# divan



## Encolpius

Hello, I do not speak Turkish and I have no context. I am looking for the origin of the word divan known in more languages. My question: Is there the word divan in modern Turkish and what does it mean? Thanks.


----------



## Muttaki

Yes there is. One common meaning refers to poetry books like Yunus Emre's Divan or Goethe's Divan. Another meaning is a type sofa which looks like this.

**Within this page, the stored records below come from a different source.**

impl Circuit<Open> {
    fn timeout_elapsed(&self, ctx: &CircuitContext) -> bool {
        let Some(data) = self.state_data_open() else {
            return false;
        };
        let timeout = data
            .jittered_timeout
            .unwrap_or_else(|| ctx.config.read().reset_timeout);
        ctx.clock.now_ms().saturating_sub(data.opened_at) >= timeout
    }
}

/// Reason the circuit should open, if either trip clause holds
///
/// A `failure_threshold` of 0 disables the absolute clause.
pub(crate) fn trip_reason(metrics: &WindowMetrics, config: &BreakerConfig) -> Option<String> {
    let unhealthy = metrics.unhealthy();
    if config.failure_threshold > 0 && unhealthy >= u64::from(config.failure_threshold) {
        return Some(format!(
            "Failure threshold reached: {} failures in window (threshold {})",
            unhealthy, config.failure_threshold
        ));
    }

    let requests = metrics.requests();
    let rate = metrics.failure_rate();
    if requests > 0
        && requests >= u64::from(config.minimum_request_volume)
        && rate >= config.failure_rate_threshold
    {
        return Some(format!(
            "Failure rate {:.1}% over {} requests (threshold {}%)",
            rate, requests, config.failure_rate_threshold
        ));
    }

    None
}

fn jittered_reset_timeout(config: &BreakerConfig) -> Option<u64> {
    if config.jitter_factor <= 0.0 {
        return None;
    }
    let policy = chrono_machines::Policy {
        max_attempts: 1,
        base_delay_ms: config.reset_timeout,
        multiplier: 1.0,
        max_delay_ms: config.reset_timeout,
    };
    Some(policy.calculate_delay(1, config.jitter_factor) as u64)
}

/// Lifetime outcome counters, zeroed whenever the breaker closes
#[derive(Debug, Clone, Copy, Default, PartialEq, Eq, Serialize)]
pub struct Totals {
    pub successes: u64,
    pub failures: u64,
    pub timeouts: u64,
}

impl Totals {
    /// No traffic has been recorded since the breaker last closed
    pub fn is_empty(&self) -> bool {
        self.successes == 0 && self.failures == 0 && self.timeouts == 0
    }
}

/// Lifetime totals plus the current window
#[derive(Debug, Clone, PartialEq, Serialize)]
#[serde(rename_all = "camelCase")]
pub struct Metrics {
    pub successes: u64,
    pub failures: u64,
    pub timeouts: u64,
    pub window_successes: u64,
    pub window_failures: u64,
    pub window_timeouts: u64,
    pub window_requests: u64,
    pub window_failure_rate: f64,
    pub buckets: Vec<TimeBucket>,
}

impl Metrics {
    fn new(totals: Totals, window: WindowMetrics) -> Self {
        Self {
            successes: totals.successes,
            failures: totals.failures,
            timeouts: totals.timeouts,
            window_successes: window.successes,
            window_failures: window.failures,
            window_timeouts: window.timeouts,
            window_requests: window.requests(),
            window_failure_rate: window.failure_rate(),
            buckets: window.buckets,
        }
    }
}

/// Point-in-time view of a breaker
#[derive(Debug, Clone, PartialEq, Serialize)]
#[serde(rename_all = "camelCase")]
pub struct BreakerStats {
    pub state: BreakerState,
    pub metrics: Metrics,
    pub last_state_change: u64,
    pub consecutive_successes: u32,
    pub current_in_flight: usize,
    pub config: BreakerConfig,
}

/// Outcome of a guarded call, as reported back to its breaker
#[derive(Debug, Clone, Copy)]
pub(crate) enum CallOutcome<'a> {
    Success { duration: u64 },
    Failure { error: &'a str, duration: u64 },
    Timeout { duration: u64 },
}

/// Ticket for an admitted call; dropping it releases the in-flight slot
#[derive(Debug)]
pub(crate) struct Permit {
    _guard: InFlightGuard,
    /// State the call was admitted in; only HalfOpen admissions are probes
    pub state: BreakerState,
    pub timeout_ms: u64,
}

/// `open_for` marker meaning the live `reset_timeout` applies
const LIVE_RESET_TIMEOUT: u64 = u64::MAX;

#[derive(Debug)]
pub(crate) enum Admission {
    Permitted(Permit),
    Rejected { state: BreakerState, global: bool },
}

struct BreakerCore {
    machine: DynamicCircuit,
    last_state_change: u64,
    totals: Totals,
}

/// Breaker guarding one service key
pub struct Breaker {
    context: CircuitContext,
    core: Mutex<BreakerCore>,
    /// Lock-free mirror of the machine state for cross-key reads
    published: AtomicU8,
    opened_at: AtomicU64,
    open_for: AtomicU64,
    in_flight: Arc<InFlight>,
    journal: Arc<EventLog>,
    callbacks: Callbacks,
}

impl Breaker {
    pub(crate) fn new(
        service_key: impl Into<String>,
        config: BreakerConfig,
        clock: Arc<dyn Clock>,
        journal: Arc<EventLog>,
        callbacks: Callbacks,
    ) -> Self {
        let context = CircuitContext {
            service_key: service_key.into(),
            config: Arc::new(RwLock::new(config)),
            window: Arc::new(RollingWindow::new()),
            clock,
        };
        let core = BreakerCore {
            machine: DynamicCircuit::new(context.clone()),
            last_state_change: context.clock.now_ms(),
            totals: Totals::default(),
        };

        Self {
            context,
            core: Mutex::new(core),
            published: AtomicU8::new(BreakerState::Closed.to_u8()),
            opened_at: AtomicU64::new(0),
            open_for: AtomicU64::new(LIVE_RESET_TIMEOUT),
            in_flight: Arc::new(InFlight::new()),
            journal,
            callbacks,
        }
    }

    pub fn service_key(&self) -> &str {
        &self.context.service_key
    }

    /// Last published state; may lag behind a pending timeout-driven transition
    pub fn state(&self) -> BreakerState {
        BreakerState::from_u8(self.published.load(Ordering::Acquire))
    }

    /// Open and still inside its reset timeout at `now`
    ///
    /// Reads only the published atomics and the config, never the core lock,
    /// so an Open breaker whose timeout elapsed counts as recovering even
    /// before anyone queries it.
    pub fn is_open_at(&self, now: u64) -> bool {
        if self.state() != BreakerState::Open {
            return false;
        }
        let timeout = match self.open_for.load(Ordering::Relaxed) {
            LIVE_RESET_TIMEOUT => self.context.config.read().reset_timeout,
            jittered => jittered,
        };
        now.saturating_sub(self.opened_at.load(Ordering::Relaxed)) < timeout
    }

    pub fn config(&self) -> BreakerConfig {
        self.context.config()
    }

    pub fn in_flight(&self) -> usize {
        self.in_flight.current()
    }

    /// Merge `patch` into the effective config; invalid results are rejected
    pub(crate) fn apply_patch(&self, patch: &BreakerConfigPatch) -> Result<(), ConfigError> {
        let mut config = self.context.config.write();
        let merged = config.merged(patch);
        merged.validate()?;
        *config = merged;
        Ok(())
    }

    /// Decide whether a call may run, recording a fallback or request event
    pub(crate) fn admit(&self, sibling_open: bool) -> Admission {
        let mut core = self.core.lock();
        self.evaluate(&mut core);

        let now = self.now();
        let state = self.current(&core);
        let global = state == BreakerState::Closed && core.totals.is_empty() && sibling_open;

        if state == BreakerState::Open || global {
            debug!(service = %self.service_key(), global, "call rejected");
            self.journal.append(
                now,
                self.service_key(),
                EventDetails::Fallback {
                    reason: FallbackReason::Open,
                    global,
                },
            );
            return Admission::Rejected { state, global };
        }

        let guard = self.in_flight.enter();
        self.journal
            .append(now, self.service_key(), EventDetails::Request { state });

        Admission::Permitted(Permit {
            _guard: guard,
            state,
            timeout_ms: self.context.config.read().timeout,
        })
    }

    /// Feed the outcome of an admitted call into totals, window and state
    ///
    /// Only calls admitted while HalfOpen drive the probe logic; a call
    /// admitted earlier that settles during HalfOpen is counted but cannot
    /// close or reopen the circuit.
    pub(crate) fn record(&self, permit: &Permit, outcome: CallOutcome<'_>) {
        let mut core = self.core.lock();
        let now = self.now();
        let config = self.config();
        let probing = permit.state == BreakerState::HalfOpen
            && self.current(&core) == BreakerState::HalfOpen;

        match outcome {
            CallOutcome::Success { duration } => {
                core.totals.successes += 1;
                self.context.window.record(Outcome::Success, now, &config);
                self.journal
                    .append(now, self.service_key(), EventDetails::Success { duration });

                if probing {
                    let successes = match core.machine.half_open_data_mut() {
                        Some(data) => {
                            data.consecutive_successes += 1;
                            data.consecutive_successes
                        }
                        None => 0,
                    };
                    if core.machine.handle(CircuitEvent::Close).is_ok() {
                        self.transitioned(
                            &mut core,
                            BreakerState::HalfOpen,
                            format!("{} consecutive probe successes", successes),
                        );
                    }
                }
            }
            CallOutcome::Failure { error, duration } => {
                core.totals.failures += 1;
                self.context.window.record(Outcome::Failure, now, &config);
                self.journal.append(
                    now,
                    self.service_key(),
                    EventDetails::Failure {
                        error: error.to_string(),
                        duration,
                    },
                );
                debug!(service = %self.service_key(), error, "guarded call failed");

                if probing {
                    self.reopen(&mut core, format!("Probe failure: {}", error));
                }
            }
            CallOutcome::Timeout { duration } => {
                core.totals.timeouts += 1;
                self.context.window.record(Outcome::Timeout, now, &config);
                self.journal.append(
                    now,
                    self.service_key(),
                    EventDetails::Timeout {
                        timeout: config.timeout,
                        duration,
                    },
                );
                debug!(service = %self.service_key(), timeout_ms = config.timeout, "guarded call timed out");

                if probing {
                    self.reopen(&mut core, "Probe timeout".to_string());
                }
            }
        }

        self.evaluate(&mut core);
    }

    /// Current stats after applying any pending transition
    pub fn status(&self) -> BreakerStats {
        let mut core = self.core.lock();
        self.evaluate(&mut core);
        self.snapshot(&core)
    }

    /// Force the breaker back to Closed with empty counters
    ///
    /// A breaker that is already Closed only has its counters cleared; no
    /// state change is recorded.
    pub(crate) fn reset(&self) {
        let mut core = self.core.lock();
        let from = self.current(&core);
        core.machine = DynamicCircuit::new(self.context.clone());
        if from == BreakerState::Closed {
            core.totals = Totals::default();
            self.context.window.clear();
            info!(service = %self.service_key(), "closed circuit counters reset");
            return;
        }
        self.transitioned(&mut core, from, "Manual reset".to_string());
    }

    fn now(&self) -> u64 {
        self.context.clock.now_ms()
    }

    fn current(&self, core: &BreakerCore) -> BreakerState {
        BreakerState::from_machine(core.machine.current_state())
    }

    fn evaluate(&self, core: &mut BreakerCore) {
        match self.current(core) {
            BreakerState::Closed => {
                let config = self.config();
                let metrics = self.context.window.metrics(self.now(), &config);
                if let Some(reason) = trip_reason(&metrics, &config)
                    && core.machine.handle(CircuitEvent::Trip).is_ok()
                {
                    self.transitioned(core, BreakerState::Closed, reason);
                }
            }
            BreakerState::Open => {
                if core.machine.handle(CircuitEvent::AttemptReset).is_ok() {
                    self.transitioned(core, BreakerState::Open, "Reset timeout elapsed".to_string());
                }
            }
            BreakerState::HalfOpen => {
                if core.machine.handle(CircuitEvent::Close).is_ok() {
                    self.transitioned(
                        core,
                        BreakerState::HalfOpen,
                        "Success threshold reached".to_string(),
                    );
                }
            }
        }
    }

    fn reopen(&self, core: &mut BreakerCore, reason: String) {
        if let Some(data) = core.machine.half_open_data_mut() {
            data.failed_probes += 1;
        }
        if core.machine.handle(CircuitEvent::Trip).is_ok() {
            self.transitioned(core, BreakerState::HalfOpen, reason);
        }
    }

    /// Entry bookkeeping for the state the machine just moved to
    fn transitioned(&self, core: &mut BreakerCore, from: BreakerState, reason: String) {
        let now = self.now();
        let to = self.current(core);
        core.last_state_change = now;

        match to {
            BreakerState::Open => {
                let config = self.config();
                let jittered = jittered_reset_timeout(&config);
                if let Some(data) = core.machine.open_data_mut() {
                    data.opened_at = now;
                    data.jittered_timeout = jittered;
                }
                self.opened_at.store(now, Ordering::Relaxed);
                self.open_for
                    .store(jittered.unwrap_or(LIVE_RESET_TIMEOUT), Ordering::Relaxed);
                warn!(service = %self.service_key(), %from, %to, %reason, "circuit opened");
            }
            BreakerState::HalfOpen => {
                info!(service = %self.service_key(), %from, %to, %reason, "circuit probing");
            }
            BreakerState::Closed => {
                core.totals = Totals::default();
                self.context.window.clear();
                info!(service = %self.service_key(), %from, %to, %reason, "circuit closed");
            }
        }

        self.published.store(to.to_u8(), Ordering::Release);
        self.journal.append(
            now,
            self.service_key(),
            EventDetails::StateChange {
                from_state: from,
                to_state: to,
                reason,
            },
        );
        self.callbacks.trigger(to, self.service_key());
    }

    fn snapshot(&self, core: &BreakerCore) -> BreakerStats {
        let config = self.config();
        let window = self.context.window.metrics(self.now(), &config);

        BreakerStats {
            state: self.current(core),
            metrics: Metrics::new(core.totals, window),
            last_state_change: core.last_state_change,
            consecutive_successes: core
                .machine
                .half_open_data()
                .map_or(0, |data| data.consecutive_successes),
            current_in_flight: self.in_flight.current(),
            config,
        }
    }
}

There is also _divan sazı. _It is the biggest size _bağlama _or _saz _which is a Turkish instrument, like this.


----------



## Encolpius

Wow, thanks for the saz. A wodner why they call it "divan sazi".


----------



## Muttaki

Me too.


----------



## Encolpius

I have been thinking about it a little and isn't the reason the player is sitting on a divan when playing?


----------



## Muttaki

Encolpius said:


> I have been thinking about it a little and isn't the reason the player is sitting on a divan when playing?


I don't think it would be simply because of sitting on a _divan_, one plays other size bağlamas as well sitting on a _divan_. I rather suppose it is more likely because it is played in a _divan_. _Divan_, as you might know, also means council or assemblage where a group of people come together. So, the biggest size bağlama is probably chosen for these assemblies so that the sound be high enough for everyone to listen comfortably.

Coming back again, of course _divan_ meaning an assembly has to do with _divan_ as where we sit. But the connection between _divan sazı_ and _divan_ (as sofa) must rather be indirect.


----------



## Encolpius

Interesting comment, Muttaki.


----------



## Gemmenita

Encolpius said:


> ... I am looking for the origin of the word divan known in more languages. My question: Is there the word divan in modern Turkish and what does it mean?...



Hello Encolpius,

Yes, this word (divan) is both a _Turkish_ and a _Persian _word. The most common meanings of Divan is those that Muttaki said.

But for 'Divan sazı', I think since one of the Persian synoymes for Divan is '_palace_', they call it 'Divan sazı' as a musical instrument which was specially played in palaces.


----------



## Muttaki

Gemmenita said:


> But for 'Divan sazı', I think since one of the Persian synoymes for Divan is '_palace_', they call it 'Divan sazı' as a musical instrument which was specially played in palaces.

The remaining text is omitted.